* **Records for the exercise**:
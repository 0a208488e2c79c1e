//! Identifier generation for gavel entities
//!
//! Two schemes:
//! - Criterion ids: `cr-<slug>` derived from the criterion name, extended
//!   with an adaptive-length hash suffix on collision. Stable across rubric
//!   updates so persisted scores keep resolving.
//! - Row ids: `<prefix>-<ulid>` for rubrics, submissions, assignments and
//!   scores. Time-ordered, collision-resistant for concurrent writers.

use std::collections::HashSet;

use sha2::{Digest, Sha256};
use ulid::Ulid;

/// Prefix for rubric row ids
pub const RUBRIC_PREFIX: &str = "rub";
/// Prefix for submission row ids
pub const SUBMISSION_PREFIX: &str = "sub";
/// Prefix for assignment row ids
pub const ASSIGNMENT_PREFIX: &str = "asn";
/// Prefix for score row ids
pub const SCORE_PREFIX: &str = "sco";

/// Minimum hash suffix length (4 hex chars)
const MIN_HASH_LEN: usize = 4;

/// Maximum hash suffix length (64 hex chars for SHA256)
const MAX_HASH_LEN: usize = 64;

/// Generate a time-ordered row id with the given entity prefix
pub fn row_id(prefix: &str) -> String {
    format!("{}-{}", prefix, Ulid::new().to_string().to_lowercase())
}

/// Generate a stable id for a criterion from its name.
///
/// The base form is `cr-<slug>`. If that collides with an id already in
/// `existing` (two criteria named the same, or a slug collision), a hash
/// suffix is appended, growing from 4 hex chars until the id is unique.
pub fn criterion_id(name: &str, existing: &HashSet<String>) -> String {
    let slug = slug::slugify(name);
    let base = if slug.is_empty() {
        "cr-criterion".to_string()
    } else {
        format!("cr-{}", slug)
    };

    if !existing.contains(&base) {
        return base;
    }

    let mut hasher = Sha256::new();
    hasher.update(name.as_bytes());
    hasher.update(existing.len().to_le_bytes());
    let digest = hex::encode(hasher.finalize());

    let mut len = MIN_HASH_LEN;
    loop {
        let candidate = format!("{}-{}", base, &digest[..len]);
        if !existing.contains(&candidate) {
            return candidate;
        }
        if len >= MAX_HASH_LEN {
            // Full digest collided; fall back to a ulid suffix
            return format!("{}-{}", base, Ulid::new().to_string().to_lowercase());
        }
        len += 1;
    }
}

#[cfg(test)]
mod tests {
    use super::*;

    #[test]
    fn test_row_id_prefix_and_uniqueness() {
        let a = row_id(SUBMISSION_PREFIX);
        let b = row_id(SUBMISSION_PREFIX);
        assert!(a.starts_with("sub-"));
        assert_ne!(a, b);
    }

    #[test]
    fn test_criterion_id_slugs_name() {
        let existing = HashSet::new();
        assert_eq!(criterion_id("Technical Merit", &existing), "cr-technical-merit");
    }

    #[test]
    fn test_criterion_id_empty_name_falls_back() {
        let existing = HashSet::new();
        assert_eq!(criterion_id("", &existing), "cr-criterion");
    }

    #[test]
    fn test_criterion_id_collision_gets_suffix() {
        let mut existing = HashSet::new();
        existing.insert(criterion_id("Design", &existing));

        let second = criterion_id("Design", &existing);
        assert_ne!(second, "cr-design");
        assert!(second.starts_with("cr-design-"));

        existing.insert(second.clone());
        let third = criterion_id("Design", &existing);
        assert_ne!(third, second);
    }
}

* **Required work**:
Please reproduce the lines from the line with "use ulid::Ulid;" to the line with "score row ids", both ends included, exactly as they appear above.

* **Your solution**:
use ulid::Ulid;

/// Prefix for rubric row ids
pub const RUBRIC_PREFIX: &str = "rub";
/// Prefix for submission row ids
pub const SUBMISSION_PREFIX: &str = "sub";
/// Prefix for assignment row ids
pub const ASSIGNMENT_PREFIX: &str = "asn";
/// Prefix for score row ids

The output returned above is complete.